(Records drawn from a dataset)

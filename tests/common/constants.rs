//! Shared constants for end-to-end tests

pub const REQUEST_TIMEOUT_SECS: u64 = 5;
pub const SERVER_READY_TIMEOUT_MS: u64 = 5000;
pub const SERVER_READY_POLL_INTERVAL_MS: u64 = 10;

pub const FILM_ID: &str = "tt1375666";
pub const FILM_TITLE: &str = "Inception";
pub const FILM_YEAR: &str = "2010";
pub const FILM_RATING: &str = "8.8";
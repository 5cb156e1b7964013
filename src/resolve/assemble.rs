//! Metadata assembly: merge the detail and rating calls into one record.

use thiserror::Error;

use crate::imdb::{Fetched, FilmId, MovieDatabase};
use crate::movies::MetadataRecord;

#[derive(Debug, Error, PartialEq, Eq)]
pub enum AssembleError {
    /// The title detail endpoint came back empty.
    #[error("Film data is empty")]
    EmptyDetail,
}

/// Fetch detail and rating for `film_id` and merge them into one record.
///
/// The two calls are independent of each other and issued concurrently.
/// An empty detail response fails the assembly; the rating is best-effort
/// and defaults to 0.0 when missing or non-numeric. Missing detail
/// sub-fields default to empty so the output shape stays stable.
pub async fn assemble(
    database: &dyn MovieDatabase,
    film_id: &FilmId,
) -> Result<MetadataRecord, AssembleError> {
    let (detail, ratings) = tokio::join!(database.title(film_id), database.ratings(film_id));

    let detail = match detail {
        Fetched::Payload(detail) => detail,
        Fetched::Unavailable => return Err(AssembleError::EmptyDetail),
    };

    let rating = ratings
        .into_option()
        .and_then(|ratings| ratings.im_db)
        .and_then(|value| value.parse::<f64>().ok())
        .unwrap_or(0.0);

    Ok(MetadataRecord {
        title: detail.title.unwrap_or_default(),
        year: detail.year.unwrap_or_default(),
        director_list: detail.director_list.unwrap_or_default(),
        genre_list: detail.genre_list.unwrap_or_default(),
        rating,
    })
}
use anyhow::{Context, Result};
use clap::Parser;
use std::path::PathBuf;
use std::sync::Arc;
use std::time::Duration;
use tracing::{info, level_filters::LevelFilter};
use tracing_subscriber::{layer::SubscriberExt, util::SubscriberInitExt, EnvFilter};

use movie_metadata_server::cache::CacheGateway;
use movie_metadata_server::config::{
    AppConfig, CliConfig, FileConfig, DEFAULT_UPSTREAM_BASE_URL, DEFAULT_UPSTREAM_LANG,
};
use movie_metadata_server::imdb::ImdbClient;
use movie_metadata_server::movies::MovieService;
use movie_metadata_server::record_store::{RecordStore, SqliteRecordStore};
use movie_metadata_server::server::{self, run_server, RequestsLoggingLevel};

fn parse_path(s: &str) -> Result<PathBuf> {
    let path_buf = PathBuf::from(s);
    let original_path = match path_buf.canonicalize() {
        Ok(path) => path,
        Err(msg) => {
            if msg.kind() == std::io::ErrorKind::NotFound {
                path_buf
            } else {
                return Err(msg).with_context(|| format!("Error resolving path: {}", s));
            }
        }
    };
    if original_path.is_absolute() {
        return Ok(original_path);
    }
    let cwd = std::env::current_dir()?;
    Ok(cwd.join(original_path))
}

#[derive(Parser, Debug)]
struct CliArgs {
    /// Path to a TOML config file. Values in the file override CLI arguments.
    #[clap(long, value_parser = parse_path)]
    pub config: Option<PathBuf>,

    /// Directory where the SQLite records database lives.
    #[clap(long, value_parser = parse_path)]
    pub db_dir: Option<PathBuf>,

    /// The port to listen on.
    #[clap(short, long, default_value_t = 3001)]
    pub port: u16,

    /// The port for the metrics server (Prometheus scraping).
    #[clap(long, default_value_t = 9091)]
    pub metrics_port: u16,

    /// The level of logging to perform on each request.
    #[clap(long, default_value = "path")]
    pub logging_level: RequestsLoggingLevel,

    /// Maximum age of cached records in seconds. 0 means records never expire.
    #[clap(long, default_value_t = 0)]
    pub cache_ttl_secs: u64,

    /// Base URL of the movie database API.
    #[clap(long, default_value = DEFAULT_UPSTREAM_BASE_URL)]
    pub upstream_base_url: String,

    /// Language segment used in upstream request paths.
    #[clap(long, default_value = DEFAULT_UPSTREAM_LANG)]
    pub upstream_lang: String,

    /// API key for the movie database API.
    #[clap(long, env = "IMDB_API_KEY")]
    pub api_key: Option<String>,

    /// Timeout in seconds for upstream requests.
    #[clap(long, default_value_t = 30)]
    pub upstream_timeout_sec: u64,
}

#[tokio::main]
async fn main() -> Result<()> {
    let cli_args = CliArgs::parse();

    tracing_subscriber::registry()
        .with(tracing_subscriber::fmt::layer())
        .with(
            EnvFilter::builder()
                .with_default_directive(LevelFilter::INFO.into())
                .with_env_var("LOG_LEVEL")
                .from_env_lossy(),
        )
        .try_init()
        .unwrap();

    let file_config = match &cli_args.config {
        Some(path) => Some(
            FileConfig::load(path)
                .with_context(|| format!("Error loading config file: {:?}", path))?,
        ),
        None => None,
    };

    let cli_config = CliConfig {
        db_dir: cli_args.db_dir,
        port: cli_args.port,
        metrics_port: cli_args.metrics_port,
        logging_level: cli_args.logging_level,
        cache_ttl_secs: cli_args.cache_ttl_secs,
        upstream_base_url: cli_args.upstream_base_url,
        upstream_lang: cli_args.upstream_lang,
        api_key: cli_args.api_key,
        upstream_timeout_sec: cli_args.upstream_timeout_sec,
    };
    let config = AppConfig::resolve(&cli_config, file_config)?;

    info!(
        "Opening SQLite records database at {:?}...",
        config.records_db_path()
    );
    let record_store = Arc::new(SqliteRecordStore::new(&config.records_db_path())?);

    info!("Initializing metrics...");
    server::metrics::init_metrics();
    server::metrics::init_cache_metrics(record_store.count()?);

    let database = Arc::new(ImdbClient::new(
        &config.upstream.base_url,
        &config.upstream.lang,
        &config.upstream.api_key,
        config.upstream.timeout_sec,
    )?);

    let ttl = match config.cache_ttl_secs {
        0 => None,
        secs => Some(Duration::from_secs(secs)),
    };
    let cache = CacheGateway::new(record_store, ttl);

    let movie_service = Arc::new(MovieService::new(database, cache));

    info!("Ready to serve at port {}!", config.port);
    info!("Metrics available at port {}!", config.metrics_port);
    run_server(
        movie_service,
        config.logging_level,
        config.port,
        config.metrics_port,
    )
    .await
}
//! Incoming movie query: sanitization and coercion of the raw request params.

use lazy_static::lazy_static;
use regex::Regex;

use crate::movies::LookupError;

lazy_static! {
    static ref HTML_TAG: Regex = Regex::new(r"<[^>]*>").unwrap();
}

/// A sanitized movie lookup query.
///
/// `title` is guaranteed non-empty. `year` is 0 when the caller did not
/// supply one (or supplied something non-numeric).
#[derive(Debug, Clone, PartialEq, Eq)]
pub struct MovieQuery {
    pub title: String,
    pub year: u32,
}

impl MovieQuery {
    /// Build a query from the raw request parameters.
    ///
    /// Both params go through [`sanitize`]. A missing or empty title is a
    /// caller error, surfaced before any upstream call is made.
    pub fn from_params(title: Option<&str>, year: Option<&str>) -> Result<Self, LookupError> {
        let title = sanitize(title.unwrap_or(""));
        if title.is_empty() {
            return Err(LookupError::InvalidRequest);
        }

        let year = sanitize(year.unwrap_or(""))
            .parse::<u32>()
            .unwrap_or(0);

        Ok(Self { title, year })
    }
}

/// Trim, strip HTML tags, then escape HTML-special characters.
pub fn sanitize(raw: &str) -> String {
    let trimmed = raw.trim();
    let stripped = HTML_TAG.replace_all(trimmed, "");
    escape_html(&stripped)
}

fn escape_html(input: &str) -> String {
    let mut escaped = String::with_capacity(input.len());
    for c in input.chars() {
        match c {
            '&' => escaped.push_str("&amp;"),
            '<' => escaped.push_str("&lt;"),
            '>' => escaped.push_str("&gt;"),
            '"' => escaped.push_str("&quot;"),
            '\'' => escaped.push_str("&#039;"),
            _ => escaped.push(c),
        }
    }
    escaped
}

— What is being asked —
What the answer needs is every line from the data above with "join" in it.

— Exercise solution —
    let (detail, ratings) = tokio::join!(database.title(film_id), database.ratings(film_id));
    Ok(cwd.join(original_path))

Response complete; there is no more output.